Em 1987, ela resolveu retornar para trás das câmeras, dessa vez com um orçamento bombástico. Todavia, “Ishtar” acabou sendo um fracasso retumbante e foi, inclusive, descrito por muitos críticos como “o pior filme já feito”. Resultado: May e parte do elenco foram afastados dos grandes palcos.

Não estamos falando de “2001: Uma Odisseia No Espaço”, que, de fato, precisava de tempo para ser inteiramente apreciado, afinal, estava muito à frente de tudo que havia sido realizado até então. A má fama, eventualmente, criou uma certa mística em torno de “Ishtar” que, ao longo dos anos, ganhou uma legião de fãs. Na internet, você encontrará diversos textos que explicam porque “Ishtar” é um grande filme e não uma bomba. O que aconteceu? As pessoas mudaram tanto assim? Esse é um fenômeno realmente intrigante.

Na trama, acompanhamos Lyle Rogers e Chuck Clarke, dois dos piores compositores já postos em tela. Ao se depararem com pôsteres de Simon & Garfunkel, um deles não titubeia:

“Dangerous Business é tão boa quanto Bridge Over Troubled Water”. Eles não são arrogantes, nem pretensiosos, simplesmente não tem noção do ridículo.

Perto de Rogers e Clarke, qualquer banda é razoável, o que é pontuado pela montagem através de cortes secos. O mesmo artifício vale para o “processo criativo” da dupla, que atira palavras aleatórias, não conhece o significado de ritmo e mal sabe tocar um instrumento.
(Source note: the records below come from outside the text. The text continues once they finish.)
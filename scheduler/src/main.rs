// Scheduler binary entry point
// Prints a timestamped "a" every second and a "b" every two seconds

use anyhow::Result;
use chrono::Local;
use common::config::Settings;
use common::scheduler::SchedulerEngine;
use common::telemetry;
use std::time::Duration;
use tracing::{error, info};

fn print_tick(label: &'static str) -> impl Fn() + Send + Sync + 'static {
    move || println!("{} {}", Local::now().format("%H:%M:%S"), label)
}

#[tokio::main(flavor = "current_thread")]
async fn main() -> Result<()> {
    let settings = Settings::load().map_err(|e| {
        eprintln!("Failed to load configuration: {e}");
        anyhow::anyhow!("Configuration error: {}", e)
    })?;
    settings
        .validate()
        .map_err(|e| anyhow::anyhow!("Invalid configuration: {}", e))?;

    telemetry::init_logging(&settings.observability.log_level)?;
    info!("Starting periodic scheduler demo");

    if let Some(port) = settings.observability.metrics_port {
        telemetry::init_metrics(port)?;
    }

    let scheduler = SchedulerEngine::new(settings.scheduler.clone()).map_err(|e| {
        error!(error = %e, "Failed to start scheduler engine");
        e
    })?;

    scheduler.schedule(print_tick("a"), 1000)?;

    // The second job starts one second later, on top of its own two-second delay
    tokio::time::sleep(Duration::from_secs(1)).await;
    scheduler.schedule(print_tick("b"), 2000)?;

    tokio::signal::ctrl_c().await?;
    info!(
        pending_jobs = scheduler.pending_jobs(),
        "Received Ctrl+C signal, exiting"
    );

    Ok(())
}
Eles são tão idiotas e ingênuos, que se tornam adoráveis. May aposta no constrangimento para nos fazer rir e acerta na caracterização dos personagens. Lyle é incapaz de perceber o descontentamento de sua esposa, com quem está casado desde os dezessete anos. Quando ela pede o divórcio, além de se comportar como uma criança que se perdeu dos pais no shopping, ele exibe uma habilidade social que rivaliza com a qualidade de suas canções. Lyle parece desconhecer o comportamento humano normal e não consegue dizer algo minimamente compreensível perto de uma mulher.

Em contrapartida, Chuck se considera um sedutor de primeira linha, não à toa, carrega o apelido de “Falcão”. Isso é uma fachada, notável também em seu figurino, que emula o que seria um artista bem-sucedido naquela época.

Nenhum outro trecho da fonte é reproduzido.